Credit card reward schemes are mostly a glitzy gimmick unless you're a really big spender, since rewards cards nearly always charge hefty annual fees. According to the Canstar research we tapped in May 2014, credit card reward programs deliver little or nothing to consumers who spend less than $18,000 a year. At that spending level – the average for Australians – card fees would likely nullify any gains.

Worse, it's possible to actually lose money on reward-linked cards. If you spend $12,000 a year, you'll only early about $56 worth or rewards, while annual fees can range from $50 to as much as $495.

The outlook improves only slightly with higher spending levels. At $24,000 a year, cardholders would earn a mere $113. At $60,000, you'd be eligible to claim about $284 worth of rewards.

A CHOICE investigation of 63 reward credit cards found that consumers would need to spend at least $2000 a month to get any return, while those who spent $1000 a month or less would pay more in annual fees than they get back in rewards.

Converting the points into goods can be equally unrewarding. If you spent $1000 a month it would take about five-and-a-half years to earn the points equivalent to a digital camera worth $500. And you would need to spend at least $6600 on an average card to earn enough points for a $50 toaster.

How to pick the best card if you always pay your balance on time

  • Annual fees: Look for cards with no annual fee and one that offers interest-free days on purchases.
  • Number of interest-free days: You should have at least 14-25 days after the statement to clear your bill, thereby giving a maximum of 44-55 interest-free days on purchases.
  • Overseas transactions: Look for low currency conversion costs.
  • Rewards programs: You generally need to spend at least $2000 each month on your card to justify the annual fee for a rewards scheme. The schemes deliver little or nothing to consumers who spend less than $18,000 a year.

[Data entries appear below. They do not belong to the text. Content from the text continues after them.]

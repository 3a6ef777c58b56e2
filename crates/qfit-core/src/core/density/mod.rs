//! Electron-density maps on a crystallographic grid and the Gaussian atomic
//! density model used to compare conformers against them.
//!
//! - [`map`] - Unit cell, grid, interpolation and mask regions
//! - [`model`] - Per-atom isotropic Gaussian densities rendered on mask points

pub mod map;
pub mod model;

pub use map::{DensityError, DensityMap, MapStatistics, Region, UnitCell};
pub use model::{AtomicDensityModel, MaskGrid};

How to pick the best card if you may not pay your balance on time

  • Consider flicking your debt to a card with a low interest rate for balance transfers. These cards can give you some breathing space to get your finances back on track.
  • If you transfer your debts to a low-interest card, don't use it for new transactions as they'll attract interest from day one. Cut up your old card if the temptation to keep spending and racking up debts is too great.
  • Consider using a debit card instead. EFTPOS is a convenient and low-cost way to access money from your bank account. And MasterCard and Visa Debit cards let you transact online and overseas just like a credit card. Many financial institutions now offer debit/ATM cards with combined EFTPOS and MasterCard or Visa functionality.